#### [Aim of the task]
Write out, word for word, only the lines from the one with "bars.running.insert(track_id.to_string(), bar);" to the end of the data below.

** Opening Exercise material block **

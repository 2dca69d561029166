use std::collections::HashMap;
use std::time::Duration;

use indicatif::{MultiProgress, ProgressBar, ProgressStyle};

/// Progress display for run-all on stderr. Inert when built disabled.
pub struct ProgressMonitor {
    bars: Option<Bars>,
}

struct Bars {
    multi: MultiProgress,
    tracks_done: ProgressBar,
    running: HashMap<String, ProgressBar>,
}

impl Bars {
    fn new(total_tracks: usize) -> Self {
        let multi = MultiProgress::new();
        let tracks_done = multi.add(ProgressBar::new(total_tracks as u64));
        tracks_done.set_style(
            ProgressStyle::with_template("{prefix:>9} [{elapsed}] {wide_bar} {pos}/{len} {msg}")
                .unwrap_or_else(|_| ProgressStyle::default_bar())
                .progress_chars("=> "),
        );
        tracks_done.set_prefix("tracks");
        Self {
            multi,
            tracks_done,
            running: HashMap::new(),
        }
    }

    fn spinner(&self, track_id: &str) -> ProgressBar {
        let bar = self.multi.add(ProgressBar::new_spinner());
        bar.set_style(
            ProgressStyle::with_template("{prefix:>9} {spinner} {msg}")
                .unwrap_or_else(|_| ProgressStyle::default_spinner()),
        );
        bar.set_prefix(track_id.to_string());
        bar.set_message("running");
        bar.enable_steady_tick(Duration::from_millis(120));
        bar
    }
}

impl ProgressMonitor {
    pub fn new(total_tracks: usize, enabled: bool) -> Self {
        Self {
            bars: enabled.then(|| Bars::new(total_tracks)),
        }
    }

    pub fn add_track(&mut self, track_id: &str) {
        if let Some(bars) = &mut self.bars {
            let bar = bars.spinner(track_id);
            bars.running.insert(track_id.to_string(), bar);
        }
    }

    pub fn complete_track(&mut self, track_id: &str, success: bool) {
        let Some(bars) = &mut self.bars else {
            return;
        };
        if let Some(bar) = bars.running.remove(track_id) {
            bar.finish_with_message(if success { "done" } else { "failed" });
        }
        bars.tracks_done.inc(1);
    }

    pub fn update_round(&self, round: usize, total_rounds: usize) {
        if let Some(bars) = &self.bars {
            bars.tracks_done
                .set_message(format!("(round {round} of {total_rounds})"));
        }
    }

    pub fn finish(&self, success: bool) {
        if let Some(bars) = &self.bars {
            bars.tracks_done
                .finish_with_message(if success { "complete" } else { "halted" });
        }
    }

    #[cfg(test)]
    fn running(&self) -> usize {
        self.bars.as_ref().map_or(0, |b| b.running.len())
    }
}

impl Drop for ProgressMonitor {
    fn drop(&mut self) {
        if let Some(bars) = &mut self.bars {
            for (_, bar) in bars.running.drain() {
                bar.finish_and_clear();
            }
        }
    }
}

** Closing Exercise material block **

#### [Result below]
            bars.running.insert(track_id.to_string(), bar);
        }
    }

    pub fn complete_track(&mut self, track_id: &str, success: bool) {
        let Some(bars) = &mut self.bars else {
            return;
        };
        if let Some(bar) = bars.running.remove(track_id) {
            bar.finish_with_message(if success { "done" } else { "failed" });
        }
        bars.tracks_done.inc(1);
    }

    pub fn update_round(&self, round: usize, total_rounds: usize) {
        if let Some(bars) = &self.bars {
            bars.tracks_done
                .set_message(format!("(round {round} of {total_rounds})"));
        }
    }

    pub fn finish(&self, success: bool) {
        if let Some(bars) = &self.bars {
            bars.tracks_done
                .finish_with_message(if success { "complete" } else { "halted" });
        }
    }

    #[cfg(test)]
    fn running(&self) -> usize {
        self.bars.as_ref().map_or(0, |b| b.running.len())
    }
}

impl Drop for ProgressMonitor {
    fn drop(&mut self) {
        if let Some(bars) = &mut self.bars {
            for (_, bar) in bars.running.drain() {
                bar.finish_and_clear();
            }
        }
    }
}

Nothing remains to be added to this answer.